D’Arcy’s television career started in 1970 in Dr Finlay’s Casebook and was followed by significant appearances in such popular series as Sutherland’s Law, The Prime of Miss Jean Brodie, Tutti Frutti (as Fud O’Donnell), Lovejoy, Hamish Macbeth, Rab C Nesbitt (as Hugh Hosie) and in four episodes of Taggart.
In 1981 D’Arcy was seen in Gregory’s Girl playing the much put-upon master, Phil Menzies, in charge of the football team. Early on in the film Menzies is confronted at a trial for the team’s new centre forward by a young girl – Dee Hepburn. “This is a trial. For football. For boys,” D’Arcy growls. “Anyway we don’t have a spare ball.”
The film is now considered a classic and D’Arcy’s light comic touches in the staff room, where he was always being teased about his apology for a moustache – usually by the future Taggart colleague, Alex Norton: “You look almost 15,” Norton mocks him scathingly.
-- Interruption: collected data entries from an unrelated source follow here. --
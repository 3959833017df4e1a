//! Pipeline stages for turning one record into images.
//!
//! Each submodule implements exactly one transformation step, so each can be
//! tested on its own and a stage's backend (e.g. the PDF renderer) can change
//! without touching the others.
//!
//! ## Data Flow
//!
//! ```text
//! resolve ──▶ normalize ──▶ (render) ──▶ encode
//! (link/manual) (RGB + blank)  (pdfium)    (PNG)
//! ```
//!
//! 1. [`resolve`]   — fetch the linked attachment once, or take the manual
//!    image; classify it as image or document
//! 2. [`normalize`] — decode to RGB, reject blank fetched images, send
//!    documents to the renderer
//! 3. [`render`]    — rasterise every PDF page; runs in `spawn_blocking`
//!    because pdfium is not async-safe
//! 4. [`encode`]    — PNG-encode images for the document and the archives

pub mod encode;
pub mod normalize;
pub mod render;
pub mod resolve;
//! Data models representing database entities and API payloads.

/// Page arithmetic for list endpoints
pub mod pagination;
/// Loyalty point model and derivation rule
pub mod point;
/// Transaction model, validation and list query types
pub mod transaction;
//! Transaction data models and API request/response types.
//!
//! This module defines:
//! - `Transaction`: Database entity representing a transaction
//! - `NewTransaction`: A validated create request
//! - `TransactionListItem`: One row of the list endpoint, joined with its points
//! - `ListTransactionsQuery`: Query string of the list endpoint

use std::str::FromStr;

use bigdecimal::{BigDecimal, RoundingMode, Signed};
use chrono::{DateTime, NaiveDate, NaiveDateTime, NaiveTime, TimeDelta, Utc};
use serde::{Deserialize, Serialize, Serializer};
use serde_json::Value;
use uuid::Uuid;

use crate::error::{AppError, ValidationErrors};
use crate::models::pagination::{MAX_PER_PAGE, PageRequest, Pagination};

/// Upper bound of the `NUMERIC(15, 2)` amount column.
const MAX_AMOUNT: &str = "9999999999999.99";

/// Digits left of the decimal point in `NUMERIC(15, 2)`.
const MAX_INTEGER_DIGITS: i64 = 13;

/// Represents a transaction record from the database.
///
/// # Database Table
///
/// Maps to the `transactions` table. Rows are created by the create and seed
/// operations and never updated.
#[derive(Debug, Clone, sqlx::FromRow, Serialize)]
pub struct Transaction {
    pub id: Uuid,

    pub user_id: i64,

    /// Stored as `NUMERIC(15, 2)`, serialized as a decimal string with two places
    #[serde(serialize_with = "serialize_amount")]
    pub amount: BigDecimal,

    pub description: String,

    /// When the purchase happened, in UTC without offset
    pub transacted_at: NaiveDateTime,

    pub created_at: DateTime<Utc>,
    pub updated_at: DateTime<Utc>,
}

/// A create request that passed validation.
#[derive(Debug, Clone, PartialEq)]
pub struct NewTransaction {
    pub user_id: i64,
    /// Rounded to the two decimal places the column stores
    pub amount: BigDecimal,
    pub description: String,
    pub transacted_at: NaiveDateTime,
}

impl NewTransaction {
    /// Validate a decoded JSON body.
    ///
    /// # Request Body
    ///
    /// ```json
    /// {
    ///   "user_id": 1,
    ///   "amount": 150000,
    ///   "description": "Groceries",
    ///   "transacted_at": "2025-01-15 10:30:00"
    /// }
    /// ```
    ///
    /// Integers and numbers may also be sent as strings. Anything other than a
    /// JSON object is validated as an empty object, so every field is reported
    /// as required.
    ///
    /// # Errors
    ///
    /// `AppError::Validation` listing every invalid field.
    pub fn from_json(body: &Value) -> Result<Self, AppError> {
        let empty = serde_json::Map::new();
        let fields = body.as_object().unwrap_or(&empty);
        let mut errors = ValidationErrors::new();

        let user_id = validate_user_id(present(fields, "user_id"), &mut errors);
        let amount = validate_amount(present(fields, "amount"), &mut errors);
        let description = validate_description(present(fields, "description"), &mut errors);
        let transacted_at = validate_transacted_at(present(fields, "transacted_at"), &mut errors);

        match (user_id, amount, description, transacted_at) {
            (Some(user_id), Some(amount), Some(description), Some(transacted_at))
                if errors.is_empty() =>
            {
                Ok(Self {
                    user_id,
                    amount,
                    description,
                    transacted_at,
                })
            }
            _ => Err(AppError::Validation(errors)),
        }
    }
}

/// A field counts as absent when it is missing or `null`.
fn present<'a>(fields: &'a serde_json::Map<String, Value>, key: &str) -> Option<&'a Value> {
    fields.get(key).filter(|v| !v.is_null())
}

fn validate_user_id(value: Option<&Value>, errors: &mut ValidationErrors) -> Option<i64> {
    const FIELD: &str = "user_id";

    let Some(value) = value else {
        errors.add(FIELD, "The user id field is required.");
        return None;
    };

    let parsed = match value {
        Value::Number(n) => n.as_i64(),
        Value::String(s) => s.trim().parse::<i64>().ok(),
        _ => None,
    };

    match parsed {
        None => {
            errors.add(FIELD, "The user id field must be an integer.");
            None
        }
        Some(id) if id < 1 => {
            errors.add(FIELD, "The user id field must be at least 1.");
            None
        }
        Some(id) => Some(id),
    }
}

fn validate_amount(value: Option<&Value>, errors: &mut ValidationErrors) -> Option<BigDecimal> {
    const FIELD: &str = "amount";

    let Some(value) = value else {
        errors.add(FIELD, "The amount field is required.");
        return None;
    };

    let parsed = match value {
        Value::Number(n) => BigDecimal::from_str(&n.to_string()).ok(),
        Value::String(s) if !s.trim().is_empty() => BigDecimal::from_str(s.trim()).ok(),
        _ => None,
    };

    let Some(amount) = parsed else {
        errors.add(FIELD, "The amount field must be a number.");
        return None;
    };

    // Bounds are checked on the decimal exponent first; "1e100000000" must
    // not be expanded into a hundred-million digit integer.
    if !amount.is_positive() || leading_exponent(&amount) < 0 {
        errors.add(FIELD, "The amount field must be at least 1.");
        return None;
    }

    let too_large = || format!("The amount field must not be greater than {MAX_AMOUNT}.");
    if leading_exponent(&amount) >= MAX_INTEGER_DIGITS {
        errors.add(FIELD, too_large());
        return None;
    }

    let amount = amount.with_scale_round(2, RoundingMode::HalfUp);
    let max = BigDecimal::from_str(MAX_AMOUNT).ok()?;
    if amount > max {
        errors.add(FIELD, too_large());
        return None;
    }

    Some(amount)
}

/// Power of ten of the most significant digit of a nonzero `amount`.
fn leading_exponent(amount: &BigDecimal) -> i64 {
    let (_, scale) = amount.as_bigint_and_exponent();
    i64::try_from(amount.digits())
        .unwrap_or(i64::MAX)
        .saturating_sub(scale)
        .saturating_sub(1)
}

fn serialize_amount<S: Serializer>(amount: &BigDecimal, serializer: S) -> Result<S::Ok, S::Error> {
    serializer.collect_str(&amount.with_scale(2))
}

fn validate_description(value: Option<&Value>, errors: &mut ValidationErrors) -> Option<String> {
    const FIELD: &str = "description";

    match value {
        Some(Value::String(s)) if !s.trim().is_empty() => Some(s.clone()),
        Some(Value::String(_)) | None => {
            errors.add(FIELD, "The description field is required.");
            None
        }
        Some(_) => {
            errors.add(FIELD, "The description field must be a string.");
            None
        }
    }
}

fn validate_transacted_at(
    value: Option<&Value>,
    errors: &mut ValidationErrors,
) -> Option<NaiveDateTime> {
    const FIELD: &str = "transacted_at";

    let Some(value) = value else {
        errors.add(FIELD, "The transacted at field is required.");
        return None;
    };

    let parsed = value
        .as_str()
        .and_then(parse_date_input)
        .map(DateInput::start);

    if parsed.is_none() {
        errors.add(FIELD, "The transacted at field must be a valid date.");
    }

    parsed
}

/// A parsed date/time string, remembering whether a time of day was given.
#[derive(Debug, Clone, Copy, PartialEq, Eq)]
pub enum DateInput {
    Day(NaiveDate),
    Moment(NaiveDateTime),
}

impl DateInput {
    /// Earliest instant covered: midnight for a bare date.
    pub fn start(self) -> NaiveDateTime {
        match self {
            DateInput::Day(day) => day.and_time(NaiveTime::MIN),
            DateInput::Moment(moment) => moment,
        }
    }

    /// Latest instant covered: the last microsecond of the day for a bare date.
    pub fn end(self) -> NaiveDateTime {
        match self {
            DateInput::Day(day) => day
                .succ_opt()
                .map(|next| next.and_time(NaiveTime::MIN) - TimeDelta::microseconds(1))
                .unwrap_or(NaiveDateTime::MAX),
            DateInput::Moment(moment) => moment,
        }
    }
}

/// Parse the date formats accepted by the API.
///
/// - RFC 3339 (`2025-01-15T10:30:00Z`, `2025-01-15T10:30:00+07:00`), converted to UTC
/// - `2025-01-15 10:30:00`, `2025-01-15T10:30:00`, optionally with fractional seconds
/// - `2025-01-15 10:30`
/// - `2025-01-15`
pub fn parse_date_input(input: &str) -> Option<DateInput> {
    let input = input.trim();

    if let Ok(moment) = DateTime::parse_from_rfc3339(input) {
        return Some(DateInput::Moment(moment.naive_utc()));
    }

    const FORMATS: [&str; 4] = [
        "%Y-%m-%d %H:%M:%S%.f",
        "%Y-%m-%dT%H:%M:%S%.f",
        "%Y-%m-%d %H:%M",
        "%Y-%m-%dT%H:%M",
    ];
    for format in FORMATS {
        if let Ok(moment) = NaiveDateTime::parse_from_str(input, format) {
            return Some(DateInput::Moment(moment));
        }
    }

    NaiveDate::parse_from_str(input, "%Y-%m-%d")
        .ok()
        .map(DateInput::Day)
}

/// One row of `GET /transactions`.
#[derive(Debug, Clone, sqlx::FromRow, Serialize)]
pub struct TransactionListItem {
    pub user_id: i64,
    #[serde(serialize_with = "serialize_amount")]
    pub amount: BigDecimal,
    /// 0 when the transaction has no point row
    pub points: i64,
    pub description: String,
    pub transacted_at: NaiveDateTime,
}

/// Inclusive `transacted_at` window.
#[derive(Debug, Clone, Copy, PartialEq, Eq)]
pub struct DateRange {
    pub start: NaiveDateTime,
    pub end: NaiveDateTime,
}

/// Raw query string of `GET /transactions`.
///
/// Every value is kept as a string so bad input surfaces as a 422 with a
/// field message instead of a framework rejection.
#[derive(Debug, Default, Deserialize)]
pub struct ListTransactionsQuery {
    pub per_page: Option<String>,
    pub page: Option<String>,
    pub start_date: Option<String>,
    pub end_date: Option<String>,
}

/// A validated list request.
#[derive(Debug, Clone, Copy, PartialEq, Eq)]
pub struct ListFilter {
    pub page: PageRequest,
    /// Only set when both bounds were supplied
    pub range: Option<DateRange>,
}

impl ListTransactionsQuery {
    /// Validate paging and the optional date range.
    ///
    /// The range filter applies only when both `start_date` and `end_date` are
    /// given and non-empty; a single bound is ignored.
    pub fn validate(self) -> Result<ListFilter, AppError> {
        let mut errors = ValidationErrors::new();
        let defaults = PageRequest::default();

        let per_page = parse_page_number(self.per_page.as_deref(), defaults.per_page)
            .filter(|n| *n <= MAX_PER_PAGE);
        if per_page.is_none() {
            errors.add(
                "per_page",
                format!("The per page field must be an integer between 1 and {MAX_PER_PAGE}."),
            );
        }

        let page = parse_page_number(self.page.as_deref(), defaults.page);
        if page.is_none() {
            errors.add("page", "The page field must be an integer of at least 1.");
        }

        let start = non_empty(self.start_date.as_deref());
        let end = non_empty(self.end_date.as_deref());
        let mut range = None;

        if let (Some(start), Some(end)) = (start, end) {
            let start = parse_date_input(start);
            let end = parse_date_input(end);

            if start.is_none() {
                errors.add("start_date", "The start date field must be a valid date.");
            }
            if end.is_none() {
                errors.add("end_date", "The end date field must be a valid date.");
            }

            if let (Some(start), Some(end)) = (start, end) {
                range = Some(DateRange {
                    start: start.start(),
                    end: end.end(),
                });
            }
        }

        match (page, per_page) {
            (Some(page), Some(per_page)) if errors.is_empty() => Ok(ListFilter {
                page: PageRequest { page, per_page },
                range,
            }),
            _ => Err(AppError::Validation(errors)),
        }
    }
}

fn non_empty(value: Option<&str>) -> Option<&str> {
    value.map(str::trim).filter(|v| !v.is_empty())
}

/// `None` means the value was present but not a positive integer.
fn parse_page_number(value: Option<&str>, default: i64) -> Option<i64> {
    match non_empty(value) {
        None => Some(default),
        Some(v) => v.parse::<i64>().ok().filter(|n| *n >= 1),
    }
}

/// Response body of a successful create.
///
/// ```json
/// {
///   "code": 201,
///   "message": "Transaction created successfully",
///   "data": { "id": "...", "user_id": 1, "amount": "150000.00", ... }
/// }
/// ```
#[derive(Debug, Serialize)]
pub struct CreatedTransactionResponse {
    pub code: u16,
    pub message: &'static str,
    pub data: Transaction,
}

/// Response body of `GET /transactions`.
#[derive(Debug, Serialize)]
pub struct TransactionListResponse {
    pub data: Vec<TransactionListItem>,
    pub pagination: Pagination,
}

/// Response body of `POST /transactions/seed`.
#[derive(Debug, Serialize)]
pub struct SeedResponse {
    pub code: u16,
    pub message: String,
    pub count: usize,
}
The boys teased their PE teacher too but the banter balanced out John Gordon Sinclair’s mounting and constant ardour for Hepburn.
In What We Did on Our Holiday D’Arcy played Smokey in a film about a psychiatrist’s search for the secret of happiness. He was joined in the cast by, apart from Tennant, Billy Connolly, Rosamund Pike and Annette Crosbie.
D’Arcy was a dedicated actor who enjoyed his profession and was always keen to tackle the next project. Colleagues recall that it was always a pleasure to work with him.
It has not been possible to ascertain his date of birth or personal details.